In the tropical regions of Zimbabwe, some farmers have tried to cope with the silence. They are also replanting traditional drought-resistant crops such as millet, millet, and sorghum. Some have stopped watering their crops flooding all fields using a machine that drops enough water on almost any plant.

And others, including Blessing Zimunya, a Tora farmer, have tried to harvest rainwater for irrigation and other uses. Zimunya uses a 5,000 liter container to draw water from its roof and a 100,000 liter tank to flood ground. He enhances these systems with water from a nearby river.

Natalie Watson, director director Bopoma Villages, a non-governmental organization responsible for clean water services, says rainwater harvesting has a great potential for efficiency. He named a well-known Zimbabwean farmer Zephaniah Phiri Maseko, who died before they could turn arid land into green fields, using the techniques of the Watson movement.
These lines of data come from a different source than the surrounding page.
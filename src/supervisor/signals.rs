//! Termination signal listener.
//!
//! One background listener per process. It runs the caller's shutdown
//! action and then fires a single-slot notice that the main path can block
//! on or poll.

use std::cell::Cell;
use std::sync::mpsc::{self, Receiver, RecvTimeoutError, SyncSender, TryRecvError};
use std::time::Duration;
use tracing::{debug, info, warn};

/// Sending half of the notice. Firing more than once is harmless.
#[derive(Debug, Clone)]
pub(crate) struct ShutdownTrigger {
    tx: SyncSender<()>,
}

impl ShutdownTrigger {
    pub(crate) fn fire(&self) {
        // capacity 1: a second fire finds the slot full and is dropped
        let _ = self.tx.try_send(());
    }
}

/// Receiving half: tells the main path that a termination signal arrived.
#[derive(Debug)]
pub struct ShutdownNotice {
    rx: Receiver<()>,
    // keeps the channel open even if the listener could not be installed
    _keepalive: SyncSender<()>,
    received: Cell<bool>,
}

impl ShutdownNotice {
    /// Non-blocking check. Stays true once it has been seen.
    pub fn is_signalled(&self) -> bool {
        if self.received.get() {
            return true;
        }
        match self.rx.try_recv() {
            Ok(()) => {
                self.received.set(true);
                true
            }
            Err(TryRecvError::Empty) | Err(TryRecvError::Disconnected) => false,
        }
    }

    /// Block until the notice fires.
    pub fn wait(&self) {
        if self.received.get() {
            return;
        }
        if self.rx.recv().is_ok() {
            self.received.set(true);
        }
    }

    /// Block for at most `timeout`. Returns whether the notice fired.
    pub fn wait_timeout(&self, timeout: Duration) -> bool {
        if self.received.get() {
            return true;
        }
        match self.rx.recv_timeout(timeout) {
            Ok(()) => {
                self.received.set(true);
                true
            }
            Err(RecvTimeoutError::Timeout) | Err(RecvTimeoutError::Disconnected) => false,
        }
    }
}

pub(crate) fn notice_pair() -> (ShutdownTrigger, ShutdownNotice) {
    let (tx, rx) = mpsc::sync_channel(1);
    let trigger = ShutdownTrigger { tx: tx.clone() };
    let notice = ShutdownNotice {
        rx,
        _keepalive: tx,
        received: Cell::new(false),
    };
    (trigger, notice)
}

/// Install the process's termination listener.
///
/// `on_signal` runs on the listener thread the first time SIGINT, SIGTERM or
/// SIGHUP arrives; the returned notice fires after it returns. If the
/// listener cannot be installed the failure is logged and the notice simply
/// never fires.
pub(crate) fn install<F>(mut on_signal: F) -> ShutdownNotice
where
    F: FnMut() + Send + 'static,
{
    let (trigger, notice) = notice_pair();
    let mut handled = false;

    let result = ctrlc::set_handler(move || {
        if handled {
            debug!("Ignoring repeated termination signal");
            return;
        }
        handled = true;
        info!("Exit signal received");
        on_signal();
        trigger.fire();
    });

    if let Err(e) = result {
        warn!("Failed to install termination handler: {e}");
    }
    notice
}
The program focuses on Zaka district in southern Zimbabwe where hundreds of farmers are participating. Others in the nearby Midlands have also begun experimenting with rainwater harvesting.

Living alone in the arid state of Mudzi in Zimbabwe, Leah Tsiga, 90, sometimes goes without days for solid food.

AP / PHOTOS PHOTOS

The total number of farmers in Zimbabwe involved in the project is still very small. Of the more than 7 million smallholder farmers nationwide, only a few thousand in the arid regions have tried. Despite efforts by organizations such as Watson, many farmers do not have the resources to build large reservoirs of water. Many do not know what harvesting rainwater is or how to start it.
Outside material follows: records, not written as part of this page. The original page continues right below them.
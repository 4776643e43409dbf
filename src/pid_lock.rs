//! File-backed record of which PID owns a service.
//!
//! The lock is a plain file, `<dir>/<service>.pid`, holding one decimal PID.
//! There is no OS-level locking: readers treat anything they cannot parse,
//! or a PID that is no longer running, as "no owner" and remove it.

use crate::config::Config;
use crate::error::LockError;
use crate::process::is_process_alive;
use nix::unistd::geteuid;
use std::fs::{self, OpenOptions};
use std::io::{ErrorKind, Write};
use std::os::unix::fs::{MetadataExt, OpenOptionsExt};
use std::path::{Path, PathBuf};
use tracing::{debug, info, warn};

/// Pick the directory that holds lock files.
///
/// `run_dir` is used only when the effective user owns it. Otherwise the
/// shared `fallback_dir` is used, which is world-writable on most systems:
/// weaker, but start/stop never fail just because we are not root.
pub fn directory_for(run_dir: &Path, fallback_dir: &Path) -> PathBuf {
    let euid = geteuid().as_raw();
    match fs::metadata(run_dir) {
        Ok(meta) if meta.is_dir() && meta.uid() == euid => run_dir.to_path_buf(),
        Ok(_) => {
            debug!(
                "{} is not owned by uid {euid}, using {}",
                run_dir.display(),
                fallback_dir.display()
            );
            fallback_dir.to_path_buf()
        }
        Err(e) => {
            debug!("Cannot stat {}: {e}, using {}", run_dir.display(), fallback_dir.display());
            fallback_dir.to_path_buf()
        }
    }
}

#[derive(Debug, Clone)]
pub struct PidLock {
    service_name: String,
    path: PathBuf,
}

impl PidLock {
    /// Lock for `service_name` in the directory chosen by [`directory_for`].
    pub fn for_service(service_name: &str, config: &Config) -> Self {
        let dir = directory_for(&config.run_dir, &config.fallback_dir);
        Self::in_dir(service_name, &dir)
    }

    pub fn in_dir(service_name: &str, dir: &Path) -> Self {
        Self {
            service_name: service_name.to_string(),
            path: dir.join(format!("{service_name}.pid")),
        }
    }

    pub fn path(&self) -> &Path {
        &self.path
    }

    pub fn service_name(&self) -> &str {
        &self.service_name
    }

    /// Record `pid` as the owner, replacing any previous contents.
    ///
    /// The data is synced to disk before returning.
    pub fn set(&self, pid: i32) -> Result<(), LockError> {
        let io_err = |source| LockError::Io {
            path: self.path.clone(),
            source,
        };

        let mut file = OpenOptions::new()
            .write(true)
            .create(true)
            .truncate(true)
            .mode(0o644)
            .open(&self.path)
            .map_err(io_err)?;
        file.write_all(pid.to_string().as_bytes()).map_err(io_err)?;
        file.sync_all().map_err(io_err)?;

        debug!("Wrote pid {pid} to {}", self.path.display());
        Ok(())
    }

    /// Read the recorded PID without side effects.
    ///
    /// # Returns
    /// * `Ok(None)` - No lock file
    /// * `Ok(Some(pid))` - A well-formed PID
    /// * `Err(_)` - Unreadable, or not a positive decimal integer
    pub fn read(&self) -> Result<Option<i32>, LockError> {
        let contents = match fs::read_to_string(&self.path) {
            Ok(contents) => contents,
            Err(e) if e.kind() == ErrorKind::NotFound => return Ok(None),
            Err(source) => {
                return Err(LockError::Io {
                    path: self.path.clone(),
                    source,
                })
            }
        };

        match contents.trim().parse::<i32>() {
            Ok(pid) if pid > 0 => Ok(Some(pid)),
            _ => Err(LockError::Corrupt {
                path: self.path.clone(),
                contents,
            }),
        }
    }

    /// The recorded PID, healing a corrupt lock by removing it.
    ///
    /// Does not check whether the PID is running; see [`PidLock::live_owner`].
    pub fn get(&self) -> Option<i32> {
        match self.read() {
            Ok(pid) => pid,
            Err(e) => {
                warn!("{e}; clearing it");
                self.clear();
                None
            }
        }
    }

    /// The recorded PID if that process is still running.
    ///
    /// A lock naming a dead process is stale and gets removed.
    pub fn live_owner(&self) -> Option<i32> {
        let pid = self.get()?;
        if is_process_alive(pid) {
            return Some(pid);
        }
        info!("Clearing stale lock for {} (pid {pid} is gone)", self.service_name);
        self.clear();
        None
    }

    /// Remove the lock file. Missing is fine.
    pub fn clear(&self) {
        match fs::remove_file(&self.path) {
            Ok(()) => debug!("Removed {}", self.path.display()),
            Err(e) if e.kind() == ErrorKind::NotFound => {}
            Err(e) => warn!("Failed to remove lock file {}: {e}", self.path.display()),
        }
    }

    /// Remove the lock only if it still names `pid`.
    ///
    /// Used on shutdown so an exiting instance never removes a lock that a
    /// newer instance has since written.
    pub fn clear_if_owned(&self, pid: i32) -> bool {
        match self.read() {
            Ok(Some(owner)) if owner == pid => {
                self.clear();
                true
            }
            Ok(Some(owner)) => {
                debug!("Lock now belongs to pid {owner}, leaving it");
                false
            }
            Ok(None) => false,
            Err(e) => {
                debug!("Not clearing lock: {e}");
                false
            }
        }
    }
}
Some nonprofit programs are under way to help farmers get used to learning new ways to protect soil moisture and to find ways to earn more money than farming. And last year, the Zimbabwean government announced system creating 760,000 new “green” jobs in four years in sectors such as solar, hydro, energy, and sustainable agriculture. But these efforts are still in its infancy.

Gift Sanyanga of Haarlem Mutare City Link — a two-city partnership between Haarlem City in the Netherlands and Mutare Zimbabwe 2019 report on climate change in the Eastern Highlands (and they paid me to go to Haarlem to talk about the same year) – they say the transition methods have failed miserably, and the only option left for most farmers is migration.